==== Given records ====

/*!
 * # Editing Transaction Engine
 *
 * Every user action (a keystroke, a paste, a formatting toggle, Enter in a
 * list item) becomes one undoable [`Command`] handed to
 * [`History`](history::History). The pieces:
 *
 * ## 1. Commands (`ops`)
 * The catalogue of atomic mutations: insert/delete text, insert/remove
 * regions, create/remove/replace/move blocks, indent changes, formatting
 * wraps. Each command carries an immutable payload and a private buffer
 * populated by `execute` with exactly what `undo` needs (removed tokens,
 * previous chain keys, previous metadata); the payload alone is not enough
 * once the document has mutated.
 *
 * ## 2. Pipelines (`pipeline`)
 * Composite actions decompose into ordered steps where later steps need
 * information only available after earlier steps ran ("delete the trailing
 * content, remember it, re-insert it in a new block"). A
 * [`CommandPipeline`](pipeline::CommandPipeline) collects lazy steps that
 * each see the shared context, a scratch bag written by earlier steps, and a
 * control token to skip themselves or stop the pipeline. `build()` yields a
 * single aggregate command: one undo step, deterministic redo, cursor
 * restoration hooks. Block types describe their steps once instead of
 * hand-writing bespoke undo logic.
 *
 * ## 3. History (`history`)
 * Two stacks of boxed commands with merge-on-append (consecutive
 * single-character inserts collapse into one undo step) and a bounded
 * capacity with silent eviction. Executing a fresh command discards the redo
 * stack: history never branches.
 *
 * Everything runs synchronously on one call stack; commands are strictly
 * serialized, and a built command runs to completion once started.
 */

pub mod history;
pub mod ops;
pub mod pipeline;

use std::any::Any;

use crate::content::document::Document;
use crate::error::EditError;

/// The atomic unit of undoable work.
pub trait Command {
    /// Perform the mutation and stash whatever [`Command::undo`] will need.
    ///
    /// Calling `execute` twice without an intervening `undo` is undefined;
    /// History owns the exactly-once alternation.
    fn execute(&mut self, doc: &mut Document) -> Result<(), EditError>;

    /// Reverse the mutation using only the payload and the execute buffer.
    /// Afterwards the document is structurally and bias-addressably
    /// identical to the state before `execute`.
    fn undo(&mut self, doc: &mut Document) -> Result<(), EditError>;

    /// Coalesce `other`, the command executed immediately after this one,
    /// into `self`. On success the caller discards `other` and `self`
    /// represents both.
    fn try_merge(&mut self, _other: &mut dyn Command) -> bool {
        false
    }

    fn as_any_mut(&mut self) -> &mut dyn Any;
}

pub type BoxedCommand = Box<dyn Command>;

====
==== Given records ====

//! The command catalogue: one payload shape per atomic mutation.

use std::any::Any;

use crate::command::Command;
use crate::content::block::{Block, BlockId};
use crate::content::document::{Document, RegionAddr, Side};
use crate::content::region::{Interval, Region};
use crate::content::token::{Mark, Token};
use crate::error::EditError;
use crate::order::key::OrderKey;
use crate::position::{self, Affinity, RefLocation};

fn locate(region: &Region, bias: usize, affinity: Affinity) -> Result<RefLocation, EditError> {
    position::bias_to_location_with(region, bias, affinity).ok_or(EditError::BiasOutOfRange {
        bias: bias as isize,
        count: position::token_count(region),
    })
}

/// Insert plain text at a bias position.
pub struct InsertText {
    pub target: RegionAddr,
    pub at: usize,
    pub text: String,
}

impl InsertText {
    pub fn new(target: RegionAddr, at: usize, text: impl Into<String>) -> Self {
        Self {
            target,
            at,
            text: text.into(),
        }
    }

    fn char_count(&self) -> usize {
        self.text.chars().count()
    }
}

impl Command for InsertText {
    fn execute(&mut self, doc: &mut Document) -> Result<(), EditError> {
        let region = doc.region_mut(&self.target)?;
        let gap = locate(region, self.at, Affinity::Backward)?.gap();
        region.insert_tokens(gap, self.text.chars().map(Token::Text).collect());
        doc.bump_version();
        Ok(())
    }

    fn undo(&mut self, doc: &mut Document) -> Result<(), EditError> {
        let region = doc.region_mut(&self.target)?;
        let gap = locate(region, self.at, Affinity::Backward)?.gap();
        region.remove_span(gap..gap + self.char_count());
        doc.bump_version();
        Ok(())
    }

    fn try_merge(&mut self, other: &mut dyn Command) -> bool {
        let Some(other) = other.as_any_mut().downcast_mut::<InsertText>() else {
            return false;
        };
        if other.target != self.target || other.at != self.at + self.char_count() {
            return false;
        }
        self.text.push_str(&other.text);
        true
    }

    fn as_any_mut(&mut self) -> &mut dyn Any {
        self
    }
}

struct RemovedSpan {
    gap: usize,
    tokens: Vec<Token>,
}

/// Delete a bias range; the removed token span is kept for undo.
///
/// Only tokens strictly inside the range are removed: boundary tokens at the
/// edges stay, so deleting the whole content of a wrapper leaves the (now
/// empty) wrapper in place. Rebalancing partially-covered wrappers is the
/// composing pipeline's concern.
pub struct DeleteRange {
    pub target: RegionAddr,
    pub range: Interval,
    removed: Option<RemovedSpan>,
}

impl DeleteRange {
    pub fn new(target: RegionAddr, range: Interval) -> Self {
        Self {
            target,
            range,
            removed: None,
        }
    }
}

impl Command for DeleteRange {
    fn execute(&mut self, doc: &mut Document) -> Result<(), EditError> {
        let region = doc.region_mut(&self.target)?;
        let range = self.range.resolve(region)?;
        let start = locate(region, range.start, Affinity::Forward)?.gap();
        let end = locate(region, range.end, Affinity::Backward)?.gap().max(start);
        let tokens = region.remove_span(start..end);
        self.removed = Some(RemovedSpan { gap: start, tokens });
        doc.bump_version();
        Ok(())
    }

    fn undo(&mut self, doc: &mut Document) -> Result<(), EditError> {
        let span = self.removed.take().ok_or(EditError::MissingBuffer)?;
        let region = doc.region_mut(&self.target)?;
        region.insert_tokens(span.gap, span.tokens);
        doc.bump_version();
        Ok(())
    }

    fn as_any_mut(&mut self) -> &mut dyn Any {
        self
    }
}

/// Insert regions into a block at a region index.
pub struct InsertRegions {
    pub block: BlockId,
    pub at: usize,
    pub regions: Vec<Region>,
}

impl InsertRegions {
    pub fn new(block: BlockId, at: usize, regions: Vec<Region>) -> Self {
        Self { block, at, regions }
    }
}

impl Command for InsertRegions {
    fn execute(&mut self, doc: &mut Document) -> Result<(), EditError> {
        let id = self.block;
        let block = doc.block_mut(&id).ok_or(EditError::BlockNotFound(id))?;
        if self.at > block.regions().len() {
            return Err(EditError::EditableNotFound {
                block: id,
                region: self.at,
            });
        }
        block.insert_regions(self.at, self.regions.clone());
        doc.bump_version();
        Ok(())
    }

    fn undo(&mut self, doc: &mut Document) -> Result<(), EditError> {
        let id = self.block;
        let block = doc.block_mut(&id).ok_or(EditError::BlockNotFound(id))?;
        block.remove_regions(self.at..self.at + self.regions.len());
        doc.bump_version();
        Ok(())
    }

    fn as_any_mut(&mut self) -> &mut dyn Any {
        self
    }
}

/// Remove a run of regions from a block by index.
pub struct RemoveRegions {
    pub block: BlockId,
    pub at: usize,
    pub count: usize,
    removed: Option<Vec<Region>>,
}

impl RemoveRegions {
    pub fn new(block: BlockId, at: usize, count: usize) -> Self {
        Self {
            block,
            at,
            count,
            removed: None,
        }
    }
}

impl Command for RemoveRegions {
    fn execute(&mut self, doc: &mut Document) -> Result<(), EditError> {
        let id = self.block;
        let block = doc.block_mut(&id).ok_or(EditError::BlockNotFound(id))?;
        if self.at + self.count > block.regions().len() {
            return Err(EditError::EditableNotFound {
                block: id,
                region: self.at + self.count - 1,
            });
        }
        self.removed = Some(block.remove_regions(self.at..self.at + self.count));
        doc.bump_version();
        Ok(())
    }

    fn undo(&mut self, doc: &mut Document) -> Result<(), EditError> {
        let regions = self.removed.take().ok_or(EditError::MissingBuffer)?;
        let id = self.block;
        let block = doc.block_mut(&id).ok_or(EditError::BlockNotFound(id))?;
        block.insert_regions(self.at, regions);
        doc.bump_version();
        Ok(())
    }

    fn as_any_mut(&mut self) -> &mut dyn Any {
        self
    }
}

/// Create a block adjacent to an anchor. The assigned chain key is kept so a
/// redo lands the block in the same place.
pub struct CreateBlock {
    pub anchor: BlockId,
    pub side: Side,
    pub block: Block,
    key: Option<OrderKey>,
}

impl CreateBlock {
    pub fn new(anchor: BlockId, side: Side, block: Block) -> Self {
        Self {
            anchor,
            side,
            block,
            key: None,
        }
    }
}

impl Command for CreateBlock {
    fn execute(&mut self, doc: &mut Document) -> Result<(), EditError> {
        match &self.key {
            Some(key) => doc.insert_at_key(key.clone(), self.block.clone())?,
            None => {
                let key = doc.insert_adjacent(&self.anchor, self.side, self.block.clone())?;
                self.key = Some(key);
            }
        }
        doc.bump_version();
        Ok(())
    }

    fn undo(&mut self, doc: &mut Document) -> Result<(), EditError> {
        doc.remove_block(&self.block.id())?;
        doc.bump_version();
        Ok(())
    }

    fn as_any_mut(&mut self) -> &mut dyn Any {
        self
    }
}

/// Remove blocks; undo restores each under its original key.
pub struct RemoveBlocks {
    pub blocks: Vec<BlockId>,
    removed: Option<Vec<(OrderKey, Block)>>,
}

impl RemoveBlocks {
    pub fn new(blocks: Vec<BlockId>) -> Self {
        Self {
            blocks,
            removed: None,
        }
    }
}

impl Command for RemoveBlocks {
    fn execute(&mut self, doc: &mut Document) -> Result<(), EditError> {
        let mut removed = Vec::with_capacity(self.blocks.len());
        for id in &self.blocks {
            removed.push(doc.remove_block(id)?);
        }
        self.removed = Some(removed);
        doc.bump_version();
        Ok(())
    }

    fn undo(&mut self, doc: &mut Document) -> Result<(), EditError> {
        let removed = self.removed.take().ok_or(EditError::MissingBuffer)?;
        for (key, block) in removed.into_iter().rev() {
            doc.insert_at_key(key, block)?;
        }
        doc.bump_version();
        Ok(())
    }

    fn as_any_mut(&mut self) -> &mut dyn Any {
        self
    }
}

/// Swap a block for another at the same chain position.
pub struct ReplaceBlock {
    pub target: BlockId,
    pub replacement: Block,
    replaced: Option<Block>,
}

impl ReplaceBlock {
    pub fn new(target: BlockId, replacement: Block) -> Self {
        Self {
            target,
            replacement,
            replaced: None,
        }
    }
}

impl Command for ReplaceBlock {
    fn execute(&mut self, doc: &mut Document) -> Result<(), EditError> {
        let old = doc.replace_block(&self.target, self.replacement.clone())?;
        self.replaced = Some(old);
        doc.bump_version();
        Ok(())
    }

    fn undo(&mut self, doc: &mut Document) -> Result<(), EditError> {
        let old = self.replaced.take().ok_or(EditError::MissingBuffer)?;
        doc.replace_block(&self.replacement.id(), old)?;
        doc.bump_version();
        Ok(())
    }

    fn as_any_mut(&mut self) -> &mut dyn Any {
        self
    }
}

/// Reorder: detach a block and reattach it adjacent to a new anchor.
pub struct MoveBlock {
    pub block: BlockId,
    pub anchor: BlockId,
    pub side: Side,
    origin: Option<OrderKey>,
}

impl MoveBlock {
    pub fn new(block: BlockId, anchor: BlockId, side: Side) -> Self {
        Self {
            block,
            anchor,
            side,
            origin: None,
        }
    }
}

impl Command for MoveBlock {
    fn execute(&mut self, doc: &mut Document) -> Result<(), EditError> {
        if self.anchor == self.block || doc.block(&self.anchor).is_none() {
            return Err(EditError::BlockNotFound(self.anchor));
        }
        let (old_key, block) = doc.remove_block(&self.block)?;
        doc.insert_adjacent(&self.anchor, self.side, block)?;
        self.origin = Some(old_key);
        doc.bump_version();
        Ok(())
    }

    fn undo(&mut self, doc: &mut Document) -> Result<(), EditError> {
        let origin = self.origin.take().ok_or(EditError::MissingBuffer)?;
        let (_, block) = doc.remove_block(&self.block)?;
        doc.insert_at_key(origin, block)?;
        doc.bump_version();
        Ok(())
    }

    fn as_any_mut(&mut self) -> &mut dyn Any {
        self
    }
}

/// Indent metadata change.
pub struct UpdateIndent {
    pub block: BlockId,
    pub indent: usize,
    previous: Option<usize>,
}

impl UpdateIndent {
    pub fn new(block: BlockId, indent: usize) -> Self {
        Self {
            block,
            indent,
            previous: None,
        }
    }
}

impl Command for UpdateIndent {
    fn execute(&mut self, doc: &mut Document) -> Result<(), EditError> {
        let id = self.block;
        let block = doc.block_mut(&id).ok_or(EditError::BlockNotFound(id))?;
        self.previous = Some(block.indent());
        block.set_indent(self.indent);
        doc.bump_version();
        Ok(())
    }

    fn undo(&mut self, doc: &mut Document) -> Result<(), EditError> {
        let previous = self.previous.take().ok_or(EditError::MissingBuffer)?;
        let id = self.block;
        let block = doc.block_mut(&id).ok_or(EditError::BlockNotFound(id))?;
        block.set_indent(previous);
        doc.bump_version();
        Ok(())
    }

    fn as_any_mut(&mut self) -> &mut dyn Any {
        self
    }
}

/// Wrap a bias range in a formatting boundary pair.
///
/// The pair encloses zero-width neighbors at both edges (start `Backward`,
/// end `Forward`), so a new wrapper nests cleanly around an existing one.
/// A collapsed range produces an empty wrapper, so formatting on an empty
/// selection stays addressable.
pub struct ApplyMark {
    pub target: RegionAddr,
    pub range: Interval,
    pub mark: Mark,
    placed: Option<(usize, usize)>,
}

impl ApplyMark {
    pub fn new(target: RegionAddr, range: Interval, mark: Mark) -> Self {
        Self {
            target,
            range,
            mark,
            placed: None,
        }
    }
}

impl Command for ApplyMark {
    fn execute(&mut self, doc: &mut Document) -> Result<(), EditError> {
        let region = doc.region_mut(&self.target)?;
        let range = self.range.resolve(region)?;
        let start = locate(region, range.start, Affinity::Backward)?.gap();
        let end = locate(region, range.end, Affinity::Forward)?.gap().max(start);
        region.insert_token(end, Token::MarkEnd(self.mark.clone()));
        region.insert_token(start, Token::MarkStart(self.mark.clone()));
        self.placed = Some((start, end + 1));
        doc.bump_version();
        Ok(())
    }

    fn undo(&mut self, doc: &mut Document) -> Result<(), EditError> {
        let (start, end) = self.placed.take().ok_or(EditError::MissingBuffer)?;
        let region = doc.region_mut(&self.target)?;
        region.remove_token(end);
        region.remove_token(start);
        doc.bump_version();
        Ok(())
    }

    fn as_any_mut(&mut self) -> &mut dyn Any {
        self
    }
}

====

Pull out every line of the records above that contains the word "ReplaceBlock".

pub struct ReplaceBlock {
impl ReplaceBlock {
impl Command for ReplaceBlock {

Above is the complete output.